A deadly dam exists at Millstone, threatening the lives of a hundred people or more. Most of these silt dams have recently been removed and filled. However, the two largest at the Letcher County Transfer Station have not, and I am told they will stay.
During last Friday’s flooding, I went to look at that dam, and it was scary to say the least. I live a mile below it, and the one time in 37 years my creek has overflowed its banks was when the tiny dam below it broke.
This is not a pond, but a lake about the same volume as Jenkins Lake. Judging from the height of the dam and water level, it appears to be 30 to 35 feet deep, and a quarter of a mile long. Adding to the danger is another pond just above it about half the size, but much shallower and better constructed.

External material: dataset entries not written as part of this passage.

//! Step-wise execution of a runnable DFA.

use crate::core::{Automaton, AutomatonKind, Label, StateId, Transition};
use crate::simulation::error::SimulationError;
use crate::simulation::trace::{render, SimulationStep};
use crate::validation::is_runnable;
use std::collections::BTreeSet;

/// An in-progress or finished run of an automaton over one input string.
///
/// A simulation is *ready* while input remains and *finished* once it is
/// consumed. Stepping never modifies the receiver; it returns the next
/// simulation value, so earlier values stay usable as snapshots.
///
/// A DFA run is always in exactly one state, so the current position is a
/// single id rather than a set.
#[derive(Clone, Debug, PartialEq, Eq)]
pub struct Simulation<'a> {
    automaton: &'a Automaton,
    current: StateId,
    remaining: String,
    input: String,
    steps: Vec<SimulationStep>,
}

impl<'a> Simulation<'a> {
    /// Start a simulation at the automaton's start state.
    ///
    /// Only runnable DFAs are accepted (see [`is_runnable`]).
    ///
    /// # Example
    ///
    /// ```rust
    /// use automaton_engine::core::{Automaton, AutomatonKind, Label};
    /// use automaton_engine::simulation::{Simulation, SimulationError};
    ///
    /// let a = Automaton::new(AutomatonKind::Dfa, ["a"]).unwrap();
    /// assert_eq!(Simulation::new(&a, "a"), Err(SimulationError::NotRunnable));
    ///
    /// let a = a.add_transition(0, [0], Label::symbol("a")).unwrap();
    /// let sim = Simulation::new(&a, "aa").unwrap().step().unwrap();
    /// assert_eq!(sim.remaining(), "a");
    /// assert!(!sim.is_finished());
    /// ```
    pub fn new(
        automaton: &'a Automaton,
        input: impl Into<String>,
    ) -> Result<Self, SimulationError> {
        if automaton.kind == AutomatonKind::Nfa {
            return Err(SimulationError::NfaUnsupported);
        }
        if !is_runnable(automaton) {
            return Err(SimulationError::NotRunnable);
        }

        let input = input.into();
        let start = automaton.start_state;

        tracing::debug!(start, input_len = input.len(), "starting simulation");

        Ok(Self {
            automaton,
            current: start,
            remaining: input.clone(),
            steps: vec![SimulationStep {
                state: start,
                symbol: None,
                remaining: input.clone(),
            }],
            input,
        })
    }

    /// Consume the next input symbol and return the advanced simulation.
    pub fn step(&self) -> Result<Self, SimulationError> {
        let Some(symbol) = self.remaining.chars().next() else {
            return Err(SimulationError::AlreadyFinished);
        };

        let text = symbol.to_string();
        if !self.automaton.has_symbol(&text) {
            return Err(SimulationError::SymbolNotInAlphabet(symbol));
        }
        let label = Label::Symbol(text);

        let state = self.current;
        let target = self
            .automaton
            .transition(state, &label)
            .and_then(Transition::single_target)
            .ok_or_else(|| {
                tracing::warn!(state, %symbol, "runnable automaton is missing a transition");
                SimulationError::NoTransition { state, symbol }
            })?;

        let remaining = self.remaining[symbol.len_utf8()..].to_string();

        tracing::debug!(
            from = state,
            to = target,
            %symbol,
            remaining = remaining.len(),
            "simulation step"
        );

        let mut steps = self.steps.clone();
        steps.push(SimulationStep {
            state: target,
            symbol: Some(symbol),
            remaining: remaining.clone(),
        });

        Ok(Self {
            automaton: self.automaton,
            current: target,
            remaining,
            input: self.input.clone(),
            steps,
        })
    }

    pub fn is_finished(&self) -> bool {
        self.remaining.is_empty()
    }

    /// Whether the run ended in an accept state. Always `false` while input
    /// remains.
    pub fn is_accepted(&self) -> bool {
        self.is_finished() && self.automaton.is_accepting(self.current)
    }

    /// Trace lines for every step so far, plus a result line once finished.
    pub fn execution_trace(&self) -> Vec<String> {
        let outcome = self.is_finished().then(|| self.is_accepted());
        render(&self.steps, outcome)
    }

    /// States visited so far, starting with the start state.
    pub fn path(&self) -> Vec<StateId> {
        self.steps.iter().map(|step| step.state).collect()
    }

    pub fn current_state(&self) -> StateId {
        self.current
    }

    /// The current position as a state set, the shape NFA runs would use.
    pub fn current_states(&self) -> BTreeSet<StateId> {
        BTreeSet::from([self.current])
    }

    pub fn automaton(&self) -> &'a Automaton {
        self.automaton
    }

    pub fn remaining(&self) -> &str {
        &self.remaining
    }

    pub fn input(&self) -> &str {
        &self.input
    }

    pub fn steps(&self) -> &[SimulationStep] {
        &self.steps
    }
}

#[cfg(test)]
mod tests {
    use super::*;

    /// Accepts strings with an odd number of `1`s.
    fn odd_ones() -> Automaton {
        let (a, odd) = Automaton::new(AutomatonKind::Dfa, ["0", "1"])
            .unwrap()
            .add_state();
        a.add_transition(0, [0], Label::symbol("0"))
            .unwrap()
            .add_transition(0, [odd], Label::symbol("1"))
            .unwrap()
            .add_transition(odd, [odd], Label::symbol("0"))
            .unwrap()
            .add_transition(odd, [0], Label::symbol("1"))
            .unwrap()
            .add_accept_state(odd)
            .unwrap()
    }

    #[test]
    fn new_records_initial_step() {
        let a = odd_ones();
        let sim = Simulation::new(&a, "10").unwrap();

        assert_eq!(sim.current_states(), BTreeSet::from([0]));
        assert_eq!(sim.current_state(), 0);
        assert_eq!(sim.input(), "10");
        assert_eq!(
            sim.steps(),
            &[SimulationStep {
                state: 0,
                symbol: None,
                remaining: "10".to_string(),
            }]
        );
    }

    #[test]
    fn new_rejects_nfa_before_runnability() {
        let a = Automaton::new(AutomatonKind::Nfa, ["a"]).unwrap();
        assert_eq!(Simulation::new(&a, ""), Err(SimulationError::NfaUnsupported));
    }

    #[test]
    fn new_rejects_incomplete_dfa() {
        let a = odd_ones().remove_transition(1, [0], &Label::symbol("1"));
        assert_eq!(Simulation::new(&a, "1"), Err(SimulationError::NotRunnable));
    }

    #[test]
    fn step_is_pure_and_advances_one_symbol() {
        let a = odd_ones();
        let first = Simulation::new(&a, "10").unwrap();
        let second = first.step().unwrap();

        assert_eq!(first.remaining(), "10");
        assert_eq!(first.steps().len(), 1);

        assert_eq!(second.remaining(), "0");
        assert_eq!(second.current_state(), 1);
        assert_eq!(second.steps().len(), 2);
        assert_eq!(second.steps()[1].symbol, Some('1'));
    }

    #[test]
    fn stepping_past_the_end_fails() {
        let a = odd_ones();
        let sim = Simulation::new(&a, "1").unwrap().step().unwrap();

        assert!(sim.is_finished());
        assert_eq!(sim.step(), Err(SimulationError::AlreadyFinished));
    }

    #[test]
    fn foreign_symbol_is_rejected() {
        let a = odd_ones();
        let sim = Simulation::new(&a, "12").unwrap().step().unwrap();

        assert_eq!(sim.step(), Err(SimulationError::SymbolNotInAlphabet('2')));
    }

    #[test]
    fn dangling_target_surfaces_missing_transition() {
        let a = odd_ones();
        let mut transitions = a.transitions.clone();
        transitions[1] = Transition {
            from: 0,
            to: BTreeSet::from([9]),
            label: Label::symbol("1"),
        };
        let corrupted = Automaton { transitions, ..a };

        let sim = Simulation::new(&corrupted, "10").unwrap().step().unwrap();
        assert_eq!(sim.current_state(), 9);
        assert_eq!(
            sim.step(),
            Err(SimulationError::NoTransition {
                state: 9,
                symbol: '0',
            })
        );
    }

    #[test]
    fn acceptance_requires_finished_run() {
        let a = odd_ones();
        let sim = Simulation::new(&a, "10").unwrap().step().unwrap();

        assert_eq!(sim.current_state(), 1);
        assert!(!sim.is_accepted());

        let sim = sim.step().unwrap();
        assert!(sim.is_accepted());
        assert_eq!(sim.path(), vec![0, 1, 1]);
    }

    #[test]
    fn trace_only_has_result_when_finished() {
        let a = odd_ones();
        let sim = Simulation::new(&a, "11").unwrap().step().unwrap();

        assert_eq!(
            sim.execution_trace(),
            vec!["Start: 0 | Remaining: 11", "Read '1': 0 → 1 | Remaining: 1"]
        );

        let sim = sim.step().unwrap();
        assert_eq!(
            sim.execution_trace().last().map(String::as_str),
            Some("Result: REJECTED")
        );
    }
}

The dam was poorly and hastily built about 30 years ago. Its height has been added to over the years by various mining companies. A drainpipe once went through the dam, and beavers plugged it, causing water to flow over the top and eroding a large gap in the left side.
The county employees used to keep the pipe open until the mining companies saw fit to remove the pipe and just let the water run over the top, raising the water level substantially and adding to the lethality.
It is plainly visible that hundreds of cubic yards of the dam have been eroded away. All mining in the area has ceased and the lake serves no purpose and should be removed, or at least, reinstall a drain and lower the water to a safe level, about two or three feet.
As the people on the right fork of Millstone can attest, a similar dam, much smaller, broke and actually peeled the asphalt off of the highway a mile downstream. Fortunately, the hollow was about a mile long and no one lived in it at the time. The nearest home was about another mile down the main hollow and a lot higher above the creek.
The people at Shea Fork of McRoberts remember when a small silt dam failed, damaging many of their homes. They were met by gun thugs when they went to investigate the pond failure.
I think Magistrate Wayne Fleming finally gained access to the property. None of the people were adequately compensated for their damage.
This dam has the potential of the Buffalo Creek, W.Va., disaster, which drowned nearly 200 people, if I remember correctly. I know the removal of this lake would be expensive, but a simple fix would be to drain and reinstall a culvert at the bottom of the dam large enough to handle the flow. It could easily be done in the summer when there is hardly any water entering the lake. The water level should never be kept over one or two feet.
As I remember, the land was deeded to the county by Beth- Elkhorn Coal Corp. If the property belongs to the county, it will be much easier to fix the problem. I will be checking deeds and records this week.
I encourage everyone living in the danger zone to go and look at the dam, and complain to proper officials before disaster strikes.